This feature is being moved to cargo-criterion (https://github.com/bheisler/cargo-criterion) and will be optional in a future version of Criterion.rs. To silence this warning, either switch to cargo-criterion or enable the 'html_reports' feature in your Cargo.toml.

Testing Compare Routers/matchit
Success
Testing Compare Routers/path-tree
Success
Testing Compare Routers/gonzales
Success
Testing Compare Routers/actix
Success
Testing Compare Routers/regex
Success
Testing Compare Routers/route-recognizer
Success
Testing Compare Routers/routefinder
Success

     Running unittests examples/hyper.rs (target/debug/examples/hyper-543ff5f9354bfbb4)

running 0 tests

test result: ok. 0 passed; 0 failed; 0 ignored; 0 measured; 0 filtered out; finished in 0.00s
davidpdrsn commented 1 year ago

Are you saying it does work in matchit but not axum?

kriswuollett commented 1 year ago

Are you saying it does work in matchit but not axum?

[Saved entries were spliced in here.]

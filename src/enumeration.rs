//! The base enumeration abstraction.
//!
//! Every concrete enumeration implements [`Enumeration`] by declaring a `static` table of [`Member`] entries, in
//! declaration order. `#[derive(Enumeration)]` writes that table for field-less enums; the trait can also be
//! implemented by hand (see the tests below).
//!
//! Identity is by value: members compare through their backing [`EnumValue`], never by variant or address.

use string_enum_core::{EnumError, EnumValue};

/// One entry of an enumeration's member table.
///
/// ## Notes
/// - `name` is the member's key in a [`Registry`](crate::Registry).
/// - Constructed with a `const fn` so member tables can be `static`.
#[derive(Debug)]
pub struct Member<E: 'static> {
    name: &'static str,
    member: E,
    value: EnumValue,
}

impl<E: 'static> Member<E> {
    /// Build a table entry.
    pub const fn new(name: &'static str, member: E, value: EnumValue) -> Self {
        Self { name, member, value }
    }

    /// Return the declared member name.
    pub fn name(&self) -> &'static str {
        self.name
    }

    /// Return the member itself.
    pub fn member(&self) -> &E {
        &self.member
    }

    /// Return the member's backing value.
    pub fn value(&self) -> &EnumValue {
        &self.value
    }
}

/// A closed set of named, string-backed singleton members.
///
/// Implementors provide the member table; everything else is derived from it.
///
/// # Examples
///
/// ```rust
/// use string_enum::prelude::*;
///
/// #[derive(Debug, Clone, Copy, Enumeration)]
/// #[enumeration(rename_all = "lowercase")]
/// enum Status {
///     Active,
///     Deleted,
/// }
///
/// assert_eq!(Status::Active.as_str(), "active");
/// assert!(Status::Active.equals("active"));
/// assert!(!Status::Active.equals(&Status::Deleted));
/// assert!(Status::try_value_of("archived").is_err());
/// ```
pub trait Enumeration: Sized + Sync + 'static {
    /// Name of the enumeration type, used in logs and diagnostics.
    const TYPE_NAME: &'static str;

    /// Return the member table in declaration order.
    fn members() -> &'static [Member<Self>];

    /// Return the backing value of this member.
    ///
    /// Must be a reference into this member's own [`Member`] entry in [`Enumeration::members`], not an equal
    /// value stored elsewhere: [`Enumeration::member_name`] finds the entry by address and returns `""` when
    /// none matches. The derive macro upholds this.
    fn enum_value(&self) -> &'static EnumValue;

    /// Return every member in declaration order.
    ///
    /// Each call returns a fresh `Vec`; the members themselves are the `static` singletons.
    fn values() -> Vec<&'static Self> {
        Self::members().iter().map(Member::member).collect()
    }

    /// Return the first member (declaration order) whose value equals `value`, or `None`.
    ///
    /// Never fails; see [`Enumeration::try_value_of`] for a lookup that reports `EnumNotFound`.
    fn value_of(value: &str) -> Option<&'static Self> {
        Self::members()
            .iter()
            .find(|entry| entry.value().as_str() == value)
            .map(Member::member)
    }

    /// Like [`Enumeration::value_of`], but a missing value is an [`EnumError::NotFound`].
    fn try_value_of(value: &str) -> Result<&'static Self, EnumError> {
        Self::value_of(value).ok_or_else(|| EnumError::not_found(value))
    }

    /// Return the backing value verbatim.
    fn as_str(&self) -> &'static str {
        self.enum_value().as_str()
    }

    /// Return the declared member name (the registry key).
    fn member_name(&self) -> &'static str {
        let value = self.enum_value();
        Self::members()
            .iter()
            .find(|entry| std::ptr::eq(entry.value(), value))
            .map_or("", Member::name)
    }

    /// Compare against a string or another member by value.
    fn equals<O>(&self, other: &O) -> bool
    where
        O: AsRef<str> + ?Sized,
    {
        self.enum_value().equals(other)
    }

    /// Compare against another member of the same enumeration by value.
    fn strict_equals(&self, other: &Self) -> bool {
        self.enum_value().strict_equals(other.enum_value())
    }
}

Probably? Just from the tests I through together it looks like something like /this!here works in the matchit test cases I wrote, but didn't in the relevant #2129 test case here. Just wanted to verify while I still interested in the issue. :-)

Not absolutely sure since I threw together those tests fairly quickly without reading much code.

nickray commented 1 year ago

This would be great if fixable, as Google API guidelines recommend paths such as /some/path/to/resource:customMethod for "custom methods" which are not the usual CRUD: https://google.aip.dev/136.